Importance of DNA damage in the induction of apoptosis by ionizing radiation: effect of the scid mutation and DNA ploidy on the radiosensitivity of murine lymphoid cell lines

Abstract

Purpose: To study the effects of the murine scid mutation and DNA ploidy on the susceptibility of lymphoid cell lines to induction of apoptosis by ionizing radiation and thereby to determine whether DNA lesions are critical initiators of apoptosis. Materials and methods: Sensitivity to killing and rapidity of induction of apoptosis following gamma-irradiation or DNA-associated 125I decays were compared in pre-B and pre-T cell lines derived from wildtype mice and from mice homozygous or heterozygous for the scid mutation. Effects of differences in DNA ploidy on the same endpoints were studied using pseudo-diploid and-tetraploid clones of a murine pre-T cell line. Results: Pairs of pre-B- and pre-T cell-derived lines that expressed wild-type p53 and underwent rapid interphase apoptosis after irradiation were identified.

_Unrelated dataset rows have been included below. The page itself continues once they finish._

use serde_json::{json, Value};

use crate::traits::estimator::{
    describe, expose_roles, require_role, Capability, Estimator, EstimatorError, Regressor,
};
use crate::traits::features::FeatureVector;
use crate::traits::registration::{boxed, Constructor, EstimatorType, Family};

fn inner_regressor<'a>(regressor: &'a dyn Estimator, owner: &str) -> Result<&'a dyn Regressor, EstimatorError> {
    regressor.as_regressor().ok_or_else(|| EstimatorError::MissingRole {
        role: Capability::Regressor,
        context: owner.to_string(),
    })
}

fn inner_regressor_mut<'a>(
    regressor: &'a mut dyn Estimator,
    owner: &str,
) -> Result<&'a mut dyn Regressor, EstimatorError> {
    regressor.as_regressor_mut().ok_or_else(|| EstimatorError::MissingRole {
        role: Capability::Regressor,
        context: owner.to_string(),
    })
}

/// Fits the wrapped regressor on Box-Cox transformed targets.
#[derive(Debug, Clone)]
pub struct BoxCoxRegressor {
    regressor: Box<dyn Estimator>,
    power: f64,
}

impl BoxCoxRegressor {
    pub fn new(regressor: Box<dyn Estimator>, power: f64) -> Result<Self, EstimatorError> {
        require_role(regressor.as_ref(), Capability::Regressor, "BoxCoxRegressor")?;
        Ok(Self { regressor, power })
    }

    fn forward(&self, y: f64) -> f64 {
        if self.power == 0.0 {
            y.ln()
        } else {
            (y.powf(self.power) - 1.0) / self.power
        }
    }

    fn inverse(&self, z: f64) -> f64 {
        if self.power == 0.0 {
            z.exp()
        } else {
            (self.power * z + 1.0).powf(1.0 / self.power)
        }
    }
}

impl Regressor for BoxCoxRegressor {
    fn learn_one(&mut self, x: &FeatureVector, y: f64) -> Result<(), EstimatorError> {
        let z = self.forward(y);
        if !z.is_finite() {
            return Err(EstimatorError::InvalidParameter(format!(
                "Box-Cox transform with power {} is undefined for target {}",
                self.power, y
            )));
        }
        inner_regressor_mut(self.regressor.as_mut(), "BoxCoxRegressor")?.learn_one(x, z)
    }

    fn predict_one(&self, x: &FeatureVector) -> Result<f64, EstimatorError> {
        let z = inner_regressor(self.regressor.as_ref(), "BoxCoxRegressor")?.predict_one(x)?;
        Ok(self.inverse(z))
    }
}

impl Estimator for BoxCoxRegressor {
    fn name(&self) -> String {
        "BoxCoxRegressor".to_string()
    }

    fn params(&self) -> Value {
        json!({ "regressor": describe(self.regressor.as_ref()), "power": self.power })
    }

    fn clone_box(&self) -> Box<dyn Estimator> {
        Box::new(self.clone())
    }

    expose_roles!(Regressor);
}

/// Clips the wrapped regressor's predictions into `[min, max]`.
#[derive(Debug, Clone)]
pub struct PredClipper {
    regressor: Box<dyn Estimator>,
    min: f64,
    max: f64,
}

impl PredClipper {
    pub fn new(regressor: Box<dyn Estimator>, min: f64, max: f64) -> Result<Self, EstimatorError> {
        require_role(regressor.as_ref(), Capability::Regressor, "PredClipper")?;
        if min > max {
            return Err(EstimatorError::InvalidParameter(format!(
                "PredClipper bounds are inverted: {} > {}",
                min, max
            )));
        }
        Ok(Self { regressor, min, max })
    }
}

impl Regressor for PredClipper {
    fn learn_one(&mut self, x: &FeatureVector, y: f64) -> Result<(), EstimatorError> {
        inner_regressor_mut(self.regressor.as_mut(), "PredClipper")?.learn_one(x, y)
    }

    fn predict_one(&self, x: &FeatureVector) -> Result<f64, EstimatorError> {
        let y = inner_regressor(self.regressor.as_ref(), "PredClipper")?.predict_one(x)?;
        Ok(y.clamp(self.min, self.max))
    }
}

impl Estimator for PredClipper {
    fn name(&self) -> String {
        "PredClipper".to_string()
    }

    fn params(&self) -> Value {
        json!({ "regressor": describe(self.regressor.as_ref()), "min": self.min, "max": self.max })
    }

    fn clone_box(&self) -> Box<dyn Estimator> {
        Box::new(self.clone())
    }

    expose_roles!(Regressor);
}

pub fn estimators() -> Vec<EstimatorType> {
    vec![
        EstimatorType::new(
            "meta",
            "BoxCoxRegressor",
            &[Capability::Regressor],
            &[Family::BoxCox],
            Constructor::WithRegressor(|regressor| BoxCoxRegressor::new(regressor, 1.0).map(boxed)),
        ),
        EstimatorType::new(
            "meta",
            "PredClipper",
            &[Capability::Regressor],
            &[Family::PredClipper],
            Constructor::Manual,
        ),
    ]
}

#[cfg(test)]
mod tests {
    use super::*;
    use crate::models::dummy::StatisticRegressor;
    use crate::models::preprocessing::StandardScaler;
    use crate::stats::Mean;

    fn mean_regressor() -> Box<dyn Estimator> {
        Box::new(StatisticRegressor::new(Box::new(Mean::new())))
    }

    #[test]
    fn test_box_cox_round_trips_through_the_inner_model() {
        let mut model = BoxCoxRegressor::new(mean_regressor(), 0.0).unwrap();
        let x = FeatureVector::new(vec![1.0]);
        for y in [1.0, 100.0] {
            model.learn_one(&x, y).unwrap();
        }
        // geometric mean of 1 and 100
        assert!((model.predict_one(&x).unwrap() - 10.0).abs() < 1e-9);

        let err = model.learn_one(&x, -1.0).unwrap_err();
        assert!(matches!(err, EstimatorError::InvalidParameter(_)));
    }

    #[test]
    fn test_wrappers_reject_non_regressors() {
        let err = BoxCoxRegressor::new(Box::new(StandardScaler::new()), 1.0).unwrap_err();
        assert!(matches!(err, EstimatorError::MissingRole { role: Capability::Regressor, .. }));
        assert!(PredClipper::new(mean_regressor(), 1.0, 0.0).is_err());
    }

    #[test]
    fn test_pred_clipper() {
        let mut model = PredClipper::new(mean_regressor(), -1.0, 1.0).unwrap();
        let x = FeatureVector::new(vec![]);
        model.learn_one(&x, 5.0).unwrap();
        assert_eq!(model.predict_one(&x).unwrap(), 1.0);
        assert!(model.params()["regressor"].as_str().unwrap().contains("StatisticRegressor"));
    }
}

In both cases, the scid homozygous cell lines were more sensitive to killing, suggesting that DNA repair capability influences susceptibility to induction of apoptosis. Increasing DNA ploidy in a cell line that undergoes rapid interphase apoptosis produced a corresponding increase in the number of DNA lesions required to produce a lethal event; again consistent with DNA being the target for radiation action. Conclusion: DNA damage is an important, if not the sole, initiator of external beam ionizing radiation-induced apoptosis.